Monday, April 13, 2020

Review of Ladies in Black

It's hard to convey how inconsequential this film is. I tried describing it to a friend and she said it sounded like a dessert, sweet and enjoyable but not very nutritious. But if it were a dessert it would be Angel Delight, an artificial concoction having the form of a dessert but not really all that enjoyable. It's set in Sydney in the late 1950s, and it's striking how well the film-makers have managed to reconstruct it, down to the shots of the harbour without the Opera House, and with the trams still running in the city.
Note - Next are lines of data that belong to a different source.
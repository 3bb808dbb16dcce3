//! Process-wide application state
//!
//! Everything request handlers need, wired once at startup and shared
//! through cheap `Arc` clones.

use std::sync::Arc;
use tracing::info;

use crate::{
    config::Config,
    graph_session::{ConnectionManager, SessionFactory, StdioSessionFactory},
    import::GraphImporter,
    llm::{ChatCompletionsClient, TextGenerator},
    pipeline::QueryPipeline,
    reset::BatchedResetController,
    schema::SchemaSummarizer,
    turn_store::{InMemoryTurnStore, TurnStore},
};

#[derive(Clone)]
pub struct AppState {
    pub config: Arc<Config>,
    pub manager: Arc<ConnectionManager>,
    pub pipeline: Arc<QueryPipeline>,
    pub reset: Arc<BatchedResetController>,
    pub importer: Arc<GraphImporter>,
    pub turns: Arc<dyn TurnStore>,
}

impl AppState {
    /// Production wiring: stdio tool-server sessions and an OpenAI-compatible
    /// text-generation client.
    pub fn from_config(config: Config) -> anyhow::Result<Self> {
        let factory = Arc::new(StdioSessionFactory::new(config.tool_options.clone()));
        let generator = Arc::new(ChatCompletionsClient::new(config.llm.clone())?);
        Self::with_backends(config, factory, generator)
    }

    pub fn with_backends(
        config: Config,
        factory: Arc<dyn SessionFactory>,
        generator: Arc<dyn TextGenerator>,
    ) -> anyhow::Result<Self> {
        let manager = Arc::new(ConnectionManager::new(factory, config.targets.clone()));
        let turns: Arc<dyn TurnStore> = Arc::new(InMemoryTurnStore::new(&config.turn_cache));

        let pipeline = Arc::new(QueryPipeline::new(
            manager.clone(),
            generator,
            turns.clone(),
            SchemaSummarizer::new(config.layer_rules.clone()),
            config.pipeline.clone(),
        )?);
        let reset = Arc::new(BatchedResetController::new(manager.clone(), config.reset.clone()));
        let importer = Arc::new(GraphImporter::new(manager.clone(), config.upload_dir.clone()));

        info!("Application state initialized");
        Ok(Self {
            config: Arc::new(config),
            manager,
            pipeline,
            reset,
            importer,
            turns,
        })
    }
}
It centres on two women, and a young girl working as a temp, in a big department store, who all have their issues and problems - the girl wants to go to university (she's very clever) but her dad doesn't believe girls should, one of the women has a shy and useless-in-bed husband, and so on. But none of this amounts to any dramatic tension; as soon as an issue is introduced it is resolved or dissolved. Oddly, there's a strong migration theme - some of the main characters are European refugees...but again this is all sweetness and light, with nothing really approaching an issue; the refugees eat unfamiliar food, but the native-born Ozzies try it and like it, and that's it.

I can't imagine why Bruce Beresford wanted to direct this, or even why it was made.

Watched on Amazon Prime via Chromecast.